Life squad paramedics and ER providers are always alert to the nature and degree of chest injuries. They can include damage to organs including internal bleeding. If the kidneys, spleen or liver are possibly ruptured, ER monitoring will be extremely rigorous. There is a real danger that a broken rib punctured an organ.
One of the most upsetting aspects of these injuries is that it is difficult to know what to expect for days after the event. Because of the multiple and interrelated organs, there are many unanswered questions in the ER and trauma center. This results in difficulty as to providing clarification related to diagnosis and treatment – when time is of the essence. Admission is often necessary. If a collapsed lung has been suffered, a chest tube will be inserted.
A ruptured abdominal aorta can easily be overlooked, causing a host of serious problems. This could be the result of blunt trauma – through impact with the shoulder harness, steering wheel, air bag or some part of the car interior.
The 12 pairs of bones which make up the ribs are very vulnerable to blunt impact. All of the ribs are curved and of unequal length. The “true ribs” are the top seven. Costal cartilage works to attach these ribs to the breastbone, also known as the sternum. The ribs known as “false” are those numbered 8 through 10, and they are separate from the breastbone. Most people are familiar with those numbered 11 and 12. These are known as the “floating ribs.”
Ribs are not easily broken, and it takes a major amount of energy transfer to cause that variety of injury to the occupant of a vehicle. Anyone who has suffered rib pain knows it is painful and long in healing. Physicians can do little beyond recommending patience during the unusually long recovery.
The crushing nature of the chest wall, even without rib fracture, creates severe bruising that can affect multiple organs.
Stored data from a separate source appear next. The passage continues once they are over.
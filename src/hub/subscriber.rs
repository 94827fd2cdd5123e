//! Per-subscriber delivery task
//!
//! Each subscriber owns a broadcast receiver (its outbound queue) and a
//! task that drains it into the connection. The task ends on the first
//! write failure, when the queue overflows, when the peer hangs up, or on
//! hub shutdown, and then removes the subscriber from the hub.

use std::fmt;
use std::sync::Arc;
use std::time::{Duration, Instant};

use bytes::Bytes;
use tokio::io::{AsyncRead, AsyncReadExt, AsyncWrite, AsyncWriteExt};
use tokio::sync::{broadcast, watch};
use tokio::task::JoinHandle;

use crate::error::Error;
use crate::protocol::write_frame;

use super::store::BroadcastHub;

/// Unique identifier of a subscriber within a hub
pub type SubscriberId = u64;

/// Public view of a registered subscriber
#[derive(Debug, Clone)]
pub struct SubscriberInfo {
    /// Subscriber ID
    pub id: SubscriberId,
    /// Peer description (usually the remote socket address)
    pub peer: String,
    /// When the subscriber was registered
    pub registered_at: Instant,
}

/// Why a subscriber left the hub
#[derive(Debug)]
pub enum DropReason {
    /// Writing a frame failed
    WriteFailed(Error),
    /// Writing a frame did not complete in time
    WriteTimeout(Duration),
    /// The subscriber fell behind by this many frames
    Lagged(u64),
    /// The peer closed its side of the connection
    Disconnected,
    /// Removed through `BroadcastHub::disconnect`
    Removed,
    /// The hub is shutting down
    Shutdown,
}

impl DropReason {
    /// Whether this removal counts as a dropped subscriber in the stats
    pub fn is_drop(&self) -> bool {
        !matches!(self, DropReason::Shutdown)
    }
}

impl fmt::Display for DropReason {
    fn fmt(&self, f: &mut fmt::Formatter<'_>) -> fmt::Result {
        match self {
            DropReason::WriteFailed(e) => write!(f, "write failed: {}", e),
            DropReason::WriteTimeout(t) => write!(f, "write timed out after {:?}", t),
            DropReason::Lagged(n) => write!(f, "lagged by {} frames", n),
            DropReason::Disconnected => write!(f, "peer disconnected"),
            DropReason::Removed => write!(f, "removed"),
            DropReason::Shutdown => write!(f, "shutdown"),
        }
    }
}

/// Hub-side record of a subscriber
pub(super) struct SubscriberEntry {
    pub(super) info: SubscriberInfo,
    pub(super) task: JoinHandle<()>,
}

/// Everything a delivery task needs
pub(super) struct Delivery<S> {
    pub(super) id: SubscriberId,
    pub(super) stream: S,
    pub(super) frames: broadcast::Receiver<Bytes>,
    pub(super) shutdown: watch::Receiver<bool>,
    pub(super) write_timeout: Duration,
}

impl<S> Delivery<S>
where
    S: AsyncRead + AsyncWrite + Unpin + Send + 'static,
{
    /// Pump frames into the connection until something ends it
    pub(super) async fn run(self, hub: Arc<BroadcastHub>) {
        let Delivery {
            id,
            stream,
            mut frames,
            mut shutdown,
            write_timeout,
        } = self;

        let (mut reader, mut writer) = tokio::io::split(stream);
        let mut scratch = [0u8; 64];

        let reason = if *shutdown.borrow_and_update() {
            DropReason::Shutdown
        } else {
            loop {
                let frame = tokio::select! {
                    _ = shutdown.changed() => break DropReason::Shutdown,
                    read = reader.read(&mut scratch) => match read {
                        // Subscribers never send; anything else is ignored
                        Ok(0) | Err(_) => break DropReason::Disconnected,
                        Ok(_) => continue,
                    },
                    frame = frames.recv() => frame,
                };

                let frame = match frame {
                    Ok(frame) => frame,
                    Err(broadcast::error::RecvError::Lagged(n)) => break DropReason::Lagged(n),
                    Err(broadcast::error::RecvError::Closed) => break DropReason::Shutdown,
                };

                tokio::select! {
                    _ = shutdown.changed() => break DropReason::Shutdown,
                    written = tokio::time::timeout(write_timeout, write_frame(&mut writer, &frame)) => {
                        match written {
                            Ok(Ok(())) => hub.counters().on_delivered(),
                            Ok(Err(e)) => break DropReason::WriteFailed(e),
                            Err(_) => break DropReason::WriteTimeout(write_timeout),
                        }
                    }
                }
            }
        };

        let _ = writer.shutdown().await;
        hub.remove(id, reason).await;
    }
}
//! pulsecast command line
//!
//! ```text
//! pulsecast serve                          live session, default device
//! pulsecast serve --replay hr-1718.trace   replay a recorded trace
//! pulsecast watch --addr 127.0.0.1:8888    print heart rate from a server
//! ```
//!
//! `serve` runs until a line is entered on stdin or Ctrl+C is pressed.

use std::io::BufRead;
use std::net::SocketAddr;
use std::path::PathBuf;
use std::process::ExitCode;
use std::time::Duration;

use clap::{Args, Parser, Subcommand};
use tokio::sync::oneshot;
use tracing_subscriber::EnvFilter;

use pulsecast::client::Watcher;
use pulsecast::error::Result;
use pulsecast::server::{SessionConfig, SourceMode, DEFAULT_DEVICE_NAME};
use pulsecast::session::{SessionController, SessionReport};
use pulsecast::source::SimulatedSensor;

#[derive(Parser, Debug)]
#[command(name = "pulsecast", version, about = "Heart-rate sample broadcast server")]
struct Cli {
    #[command(subcommand)]
    command: Command,
}

#[derive(Subcommand, Debug)]
enum Command {
    /// Run a session and broadcast samples to TCP subscribers
    Serve(ServeArgs),
    /// Connect to a server and print each heart rate
    Watch {
        /// Server address
        #[arg(long, default_value = "127.0.0.1:8888")]
        addr: SocketAddr,
    },
}

#[derive(Args, Debug)]
struct ServeArgs {
    /// Address subscribers connect to
    #[arg(long, default_value = "127.0.0.1:8888")]
    bind: SocketAddr,

    /// Replay this trace instead of reading a sensor
    #[arg(long, value_name = "TRACE", conflicts_with = "device")]
    replay: Option<PathBuf>,

    /// Sensor to connect to in live mode
    #[arg(long, value_name = "NAME", default_value = DEFAULT_DEVICE_NAME)]
    device: String,

    /// Directory for live recordings
    #[arg(long, value_name = "DIR", default_value = ".")]
    output_dir: PathBuf,

    /// Milliseconds between replayed samples
    #[arg(long, value_name = "N", default_value = "100")]
    tick_ms: u64,
}

impl ServeArgs {
    fn session_config(&self) -> SessionConfig {
        let mode = match &self.replay {
            Some(path) => SourceMode::replay(path),
            None => SourceMode::live(&self.device),
        };

        SessionConfig::with_mode(mode)
            .bind(self.bind)
            .output_dir(&self.output_dir)
            .replay_tick(Duration::from_millis(self.tick_ms.max(1)))
    }
}

#[tokio::main]
async fn main() -> ExitCode {
    tracing_subscriber::fmt()
        .with_env_filter(
            EnvFilter::try_from_default_env().unwrap_or_else(|_| EnvFilter::new("pulsecast=info")),
        )
        .init();

    let cli = Cli::parse();
    let result = match cli.command {
        Command::Serve(args) => serve(args).await,
        Command::Watch { addr } => watch(addr).await,
    };

    match result {
        Ok(()) => ExitCode::SUCCESS,
        Err(e) => {
            eprintln!("error: {}", e);
            ExitCode::FAILURE
        }
    }
}

async fn serve(args: ServeArgs) -> Result<()> {
    let config = args.session_config();

    let report = if config.mode.is_replay() {
        SessionController::replay(config).run_until(operator_stop()).await?
    } else {
        // No radio backend is linked into this binary
        let sensor = SimulatedSensor::new(&args.device);
        SessionController::new(config, sensor)
            .run_until(operator_stop())
            .await?
    };

    print_report(&report);
    Ok(())
}

async fn watch(addr: SocketAddr) -> Result<()> {
    let mut watcher = Watcher::connect(addr).await?;

    loop {
        match watcher.next_sample().await {
            Ok(sample) => match sample.heart_rate() {
                Some(bpm) => println!("HR: {}", bpm),
                None => tracing::debug!(len = sample.payload.len(), "Sample without heart rate"),
            },
            Err(e) if !e.is_fatal() => {
                tracing::info!(samples = watcher.received(), "Server closed the connection");
                return Ok(());
            }
            Err(e) => return Err(e),
        }
    }
}

/// Resolves on a line from stdin or Ctrl+C
async fn operator_stop() {
    let stdin_line = async {
        // Closed or unreadable stdin leaves Ctrl+C as the only way out
        if line_signal(std::io::BufReader::new(std::io::stdin())).await.is_err() {
            std::future::pending::<()>().await;
        }
    };

    tokio::select! {
        _ = stdin_line => {}
        result = tokio::signal::ctrl_c() => {
            if let Err(e) = result {
                tracing::error!(error = %e, "Failed to listen for Ctrl+C");
                std::future::pending::<()>().await;
            }
        }
    }
}

/// Fires once `reader` yields a line
///
/// The read runs on a detached OS thread so a pending read never holds up
/// runtime shutdown. The sender is dropped without firing on EOF or error.
fn line_signal<R>(mut reader: R) -> oneshot::Receiver<()>
where
    R: BufRead + Send + 'static,
{
    let (tx, rx) = oneshot::channel();

    let spawned = std::thread::Builder::new()
        .name("stdin-stop".into())
        .spawn(move || {
            let mut line = String::new();
            if let Ok(n) = reader.read_line(&mut line) {
                if n > 0 {
                    let _ = tx.send(());
                }
            }
        });
    if let Err(e) = spawned {
        tracing::error!(error = %e, "Failed to start stdin reader");
    }

    rx
}

fn print_report(report: &SessionReport) {
    println!(
        "Session {} ({}): ran {:.1}s, published={} delivered={} subscribers={} dropped={}",
        report.phase,
        report.source,
        report.duration.as_secs_f64(),
        report.stats.samples_published,
        report.stats.frames_delivered,
        report.stats.subscribers_registered,
        report.stats.subscribers_dropped,
    );
    if let Some(recording) = &report.recording {
        match &recording.trace_path {
            Some(path) => println!("Trace written to {}", path.display()),
            None => println!("No samples recorded"),
        }
        println!("CSV log at {}", recording.csv_path.display());
    }
}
Pulmonary dysfunction sometimes results from severe chest contusion. Often this is not picked up by x-rays.
Emergency room personnel are well-trained to evaluate chest symptomatology carefully. Subtle indicators of significant, underlying trauma can be concealed. Certainly rib fractures can suggest tearing at the spleen or the diaphragm. Any presence of blood will almost certainly result in the patient being admitted for further examination. When fractures involve the sternum as well as the ribcage, it is difficult for the patient to move at all or even just breathe.